■ **Description of the task**
Write the entries again exactly, with no line missing.

[Records from a collection]
Start of Block

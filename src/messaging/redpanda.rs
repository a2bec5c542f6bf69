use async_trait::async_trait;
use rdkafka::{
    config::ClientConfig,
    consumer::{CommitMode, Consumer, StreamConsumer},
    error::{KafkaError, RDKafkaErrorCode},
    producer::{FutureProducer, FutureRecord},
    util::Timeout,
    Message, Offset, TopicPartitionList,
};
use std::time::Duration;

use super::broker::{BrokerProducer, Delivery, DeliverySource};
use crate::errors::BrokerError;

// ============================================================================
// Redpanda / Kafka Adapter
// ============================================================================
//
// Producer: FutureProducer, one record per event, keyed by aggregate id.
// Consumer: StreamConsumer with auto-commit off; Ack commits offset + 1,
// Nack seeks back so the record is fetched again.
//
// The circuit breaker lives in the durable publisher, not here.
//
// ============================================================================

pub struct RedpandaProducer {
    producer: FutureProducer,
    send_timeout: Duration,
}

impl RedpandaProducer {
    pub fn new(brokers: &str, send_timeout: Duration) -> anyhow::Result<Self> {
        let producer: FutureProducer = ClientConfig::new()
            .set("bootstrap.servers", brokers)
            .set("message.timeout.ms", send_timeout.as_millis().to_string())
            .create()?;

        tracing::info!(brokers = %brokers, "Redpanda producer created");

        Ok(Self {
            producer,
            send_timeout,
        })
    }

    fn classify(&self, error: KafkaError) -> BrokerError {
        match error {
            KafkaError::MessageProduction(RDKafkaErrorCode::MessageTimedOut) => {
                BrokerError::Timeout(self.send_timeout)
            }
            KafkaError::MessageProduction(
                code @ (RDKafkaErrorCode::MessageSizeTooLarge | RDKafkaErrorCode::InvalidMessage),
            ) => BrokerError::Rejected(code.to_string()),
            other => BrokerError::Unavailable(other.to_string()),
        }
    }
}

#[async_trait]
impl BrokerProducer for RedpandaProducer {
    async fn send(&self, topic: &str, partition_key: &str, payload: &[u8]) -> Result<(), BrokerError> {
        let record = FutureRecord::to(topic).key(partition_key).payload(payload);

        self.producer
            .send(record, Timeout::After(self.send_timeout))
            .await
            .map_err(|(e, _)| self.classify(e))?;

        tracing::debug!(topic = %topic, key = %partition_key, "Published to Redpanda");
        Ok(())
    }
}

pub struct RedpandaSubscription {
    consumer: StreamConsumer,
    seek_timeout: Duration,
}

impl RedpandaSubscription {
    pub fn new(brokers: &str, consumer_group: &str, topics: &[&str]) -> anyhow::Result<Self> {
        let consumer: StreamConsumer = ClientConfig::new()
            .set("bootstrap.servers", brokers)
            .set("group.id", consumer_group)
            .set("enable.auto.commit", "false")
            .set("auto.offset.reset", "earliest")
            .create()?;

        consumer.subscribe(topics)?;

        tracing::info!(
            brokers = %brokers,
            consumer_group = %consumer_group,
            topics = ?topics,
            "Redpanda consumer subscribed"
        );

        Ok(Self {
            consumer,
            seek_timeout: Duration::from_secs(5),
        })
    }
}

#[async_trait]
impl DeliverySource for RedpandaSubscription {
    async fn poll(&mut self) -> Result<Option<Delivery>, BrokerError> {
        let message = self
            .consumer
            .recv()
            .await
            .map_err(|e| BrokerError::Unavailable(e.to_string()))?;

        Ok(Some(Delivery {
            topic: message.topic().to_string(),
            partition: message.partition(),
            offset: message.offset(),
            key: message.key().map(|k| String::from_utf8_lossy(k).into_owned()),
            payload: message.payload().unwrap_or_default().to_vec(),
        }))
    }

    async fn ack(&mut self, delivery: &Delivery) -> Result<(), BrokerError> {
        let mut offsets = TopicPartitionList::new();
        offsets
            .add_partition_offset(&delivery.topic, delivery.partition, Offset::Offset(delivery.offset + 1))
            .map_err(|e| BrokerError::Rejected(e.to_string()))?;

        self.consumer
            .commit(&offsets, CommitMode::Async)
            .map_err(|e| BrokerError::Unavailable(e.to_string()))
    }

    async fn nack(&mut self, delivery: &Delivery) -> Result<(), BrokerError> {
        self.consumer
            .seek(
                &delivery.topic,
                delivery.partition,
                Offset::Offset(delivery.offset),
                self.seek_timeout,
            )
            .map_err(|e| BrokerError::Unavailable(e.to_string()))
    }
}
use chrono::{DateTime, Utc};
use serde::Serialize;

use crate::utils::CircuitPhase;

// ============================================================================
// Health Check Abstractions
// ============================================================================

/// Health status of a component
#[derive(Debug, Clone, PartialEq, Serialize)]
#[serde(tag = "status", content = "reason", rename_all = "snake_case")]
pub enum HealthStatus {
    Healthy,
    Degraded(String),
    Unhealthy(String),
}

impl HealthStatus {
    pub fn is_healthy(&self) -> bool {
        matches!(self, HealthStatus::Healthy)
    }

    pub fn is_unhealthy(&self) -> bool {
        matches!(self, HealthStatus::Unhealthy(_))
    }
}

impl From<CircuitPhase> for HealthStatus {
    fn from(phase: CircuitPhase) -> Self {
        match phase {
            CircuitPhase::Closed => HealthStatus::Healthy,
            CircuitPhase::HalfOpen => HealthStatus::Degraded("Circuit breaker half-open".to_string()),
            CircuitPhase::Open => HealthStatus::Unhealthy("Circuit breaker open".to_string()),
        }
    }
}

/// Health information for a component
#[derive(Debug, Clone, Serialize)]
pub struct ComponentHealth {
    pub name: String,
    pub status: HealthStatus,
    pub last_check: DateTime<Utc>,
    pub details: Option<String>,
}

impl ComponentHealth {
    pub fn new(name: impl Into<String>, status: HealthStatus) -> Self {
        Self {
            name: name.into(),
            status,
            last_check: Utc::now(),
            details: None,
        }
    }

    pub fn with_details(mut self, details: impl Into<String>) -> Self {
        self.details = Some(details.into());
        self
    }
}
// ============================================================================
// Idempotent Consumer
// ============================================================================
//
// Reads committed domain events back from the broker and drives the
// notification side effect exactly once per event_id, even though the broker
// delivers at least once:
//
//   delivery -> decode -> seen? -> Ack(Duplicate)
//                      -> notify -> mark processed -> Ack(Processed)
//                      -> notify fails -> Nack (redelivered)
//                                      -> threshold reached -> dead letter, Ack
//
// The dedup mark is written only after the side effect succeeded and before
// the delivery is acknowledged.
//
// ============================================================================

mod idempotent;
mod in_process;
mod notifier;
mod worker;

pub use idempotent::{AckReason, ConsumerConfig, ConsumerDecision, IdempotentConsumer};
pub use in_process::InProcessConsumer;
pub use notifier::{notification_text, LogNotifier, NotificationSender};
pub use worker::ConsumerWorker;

End of Block

■ **Reply**
filename src/messaging/redpanda.rs
repository a2bec5c542f6bf69
use async_trait::async_trait;
use rdkafka::{
    config::ClientConfig,
    consumer::{CommitMode, Consumer, StreamConsumer},
    error::{KafkaError, RDKafkaErrorCode},
    producer::{FutureProducer, FutureRecord},
    util::Timeout,
    Message, Offset, TopicPartitionList,
};
use std::time::Duration;

use super::broker::{BrokerProducer, Delivery, DeliverySource};
use crate::errors::BrokerError;

// ============================================================================
// Redpanda / Kafka Adapter
// ============================================================================
//
// Producer: FutureProducer, one record per event, keyed by aggregate id.
// Consumer: StreamConsumer with auto-commit off; Ack commits offset + 1,
// Nack seeks back so the record is fetched again.
//
// The circuit breaker lives in the durable publisher, not here.
//
// ============================================================================

pub struct RedpandaProducer {
    producer: FutureProducer,
    send_timeout: Duration,
}

impl RedpandaProducer {
    pub fn new(brokers: &str, send_timeout: Duration) -> anyhow::Result<Self> {
        let producer: FutureProducer = ClientConfig::new()
            .set("bootstrap.servers", brokers)
            .set("message.timeout.ms", send_timeout.as_millis().to_string())
            .create()?;

        tracing::info!(brokers = %brokers, "Redpanda producer created");

        Ok(Self {
            producer,
            send_timeout,
        })
    }

    fn classify(&self, error: KafkaError) -> BrokerError {
        match error {
            KafkaError::MessageProduction(RDKafkaErrorCode::MessageTimedOut) => {
                BrokerError::Timeout(self.send_timeout)
            }
            KafkaError::MessageProduction(
                code @ (RDKafkaErrorCode::MessageSizeTooLarge | RDKafkaErrorCode::InvalidMessage),
            ) => BrokerError::Rejected(code.to_string()),
            other => BrokerError::Unavailable(other.to_string()),
        }
    }
}

#[async_trait]
impl BrokerProducer for RedpandaProducer {
    async fn send(&self, topic: &str, partition_key: &str, payload: &[u8]) -> Result<(), BrokerError> {
        let record = FutureRecord::to(topic).key(partition_key).payload(payload);

        self.producer
            .send(record, Timeout::After(self.send_timeout))
            .await
            .map_err(|(e, _)| self.classify(e))?;

        tracing::debug!(topic = %topic, key = %partition_key, "Published to Redpanda");
        Ok(())
    }
}

pub struct RedpandaSubscription {
    consumer: StreamConsumer,
    seek_timeout: Duration,
}

impl RedpandaSubscription {
    pub fn new(brokers: &str, consumer_group: &str, topics: &[&str]) -> anyhow::Result<Self> {
        let consumer: StreamConsumer = ClientConfig::new()
            .set("bootstrap.servers", brokers)
            .set("group.id", consumer_group)
            .set("enable.auto.commit", "false")
            .set("auto.offset.reset", "earliest")
            .create()?;

        consumer.subscribe(topics)?;

        tracing::info!(
            brokers = %brokers,
            consumer_group = %consumer_group,
            topics = ?topics,
            "Redpanda consumer subscribed"
        );

        Ok(Self {
            consumer,
            seek_timeout: Duration::from_secs(5),
        })
    }
}

#[async_trait]
impl DeliverySource for RedpandaSubscription {
    async fn poll(&mut self) -> Result<Option<Delivery>, BrokerError> {
        let message = self
            .consumer
            .recv()
            .await
            .map_err(|e| BrokerError::Unavailable(e.to_string()))?;

        Ok(Some(Delivery {
            topic: message.topic().to_string(),
            partition: message.partition(),
            offset: message.offset(),
            key: message.key().map(|k| String::from_utf8_lossy(k).into_owned()),
            payload: message.payload().unwrap_or_default().to_vec(),
        }))
    }

    async fn ack(&mut self, delivery: &Delivery) -> Result<(), BrokerError> {
        let mut offsets = TopicPartitionList::new();
        offsets
            .add_partition_offset(&delivery.topic, delivery.partition, Offset::Offset(delivery.offset + 1))
            .map_err(|e| BrokerError::Rejected(e.to_string()))?;

        self.consumer
            .commit(&offsets, CommitMode::Async)
            .map_err(|e| BrokerError::Unavailable(e.to_string()))
    }

    async fn nack(&mut self, delivery: &Delivery) -> Result<(), BrokerError> {
        self.consumer
            .seek(
                &delivery.topic,
                delivery.partition,
                Offset::Offset(delivery.offset),
                self.seek_timeout,
            )
            .map_err(|e| BrokerError::Unavailable(e.to_string()))
    }
}
use chrono::{DateTime, Utc};
use serde::Serialize;

use crate::utils::CircuitPhase;

// ============================================================================
// Health Check Abstractions
// ============================================================================

/// Health status of a component
#[derive(Debug, Clone, PartialEq, Serialize)]
#[serde(tag = "status", content = "reason", rename_all = "snake_case")]
pub enum HealthStatus {
    Healthy,
    Degraded(String),
    Unhealthy(String),
}

impl HealthStatus {
    pub fn is_healthy(&self) -> bool {
        matches!(self, HealthStatus::Healthy)
    }

    pub fn is_unhealthy(&self) -> bool {
        matches!(self, HealthStatus::Unhealthy(_))
    }
}

impl From<CircuitPhase> for HealthStatus {
    fn from(phase: CircuitPhase) -> Self {
        match phase {
            CircuitPhase::Closed => HealthStatus::Healthy,
            CircuitPhase::HalfOpen => HealthStatus::Degraded("Circuit breaker half-open".to_string()),
            CircuitPhase::Open => HealthStatus::Unhealthy("Circuit breaker open".to_string()),
        }
    }
}

/// Health information for a component
#[derive(Debug, Clone, Serialize)]
pub struct ComponentHealth {
    pub name: String,
    pub status: HealthStatus,
    pub last_check: DateTime<Utc>,
    pub details: Option<String>,
}

impl ComponentHealth {
    pub fn new(name: impl Into<String>, status: HealthStatus) -> Self {
        Self {
            name: name.into(),
            status,
            last_check: Utc::now(),
            details: None,
        }
    }

    pub fn with_details(mut self, details: impl Into<String>) -> Self {
        self.details = Some(details.into());
        self
    }
}
// ============================================================================
// Idempotent Consumer
// ============================================================================
//
// Reads committed domain events back from the broker and drives the
// notification side effect exactly once per event_id, even though the broker
// delivers at least once:
//
//   delivery -> decode -> seen? -> Ack(Duplicate)
//                      -> notify -> mark processed -> Ack(Processed)
//                      -> notify fails -> Nack (redelivered)
//                                      -> threshold reached -> dead letter, Ack
//
// The dedup mark is written only after the side effect succeeded and before
// the delivery is acknowledged.
//
// ============================================================================

mod idempotent;
mod in_process;
mod notifier;
mod worker;

pub use idempotent::{AckReason, ConsumerConfig, ConsumerDecision, IdempotentConsumer};
pub use in_process::InProcessConsumer;
pub use notifier::{notification_text, LogNotifier, NotificationSender};
pub use worker::ConsumerWorker;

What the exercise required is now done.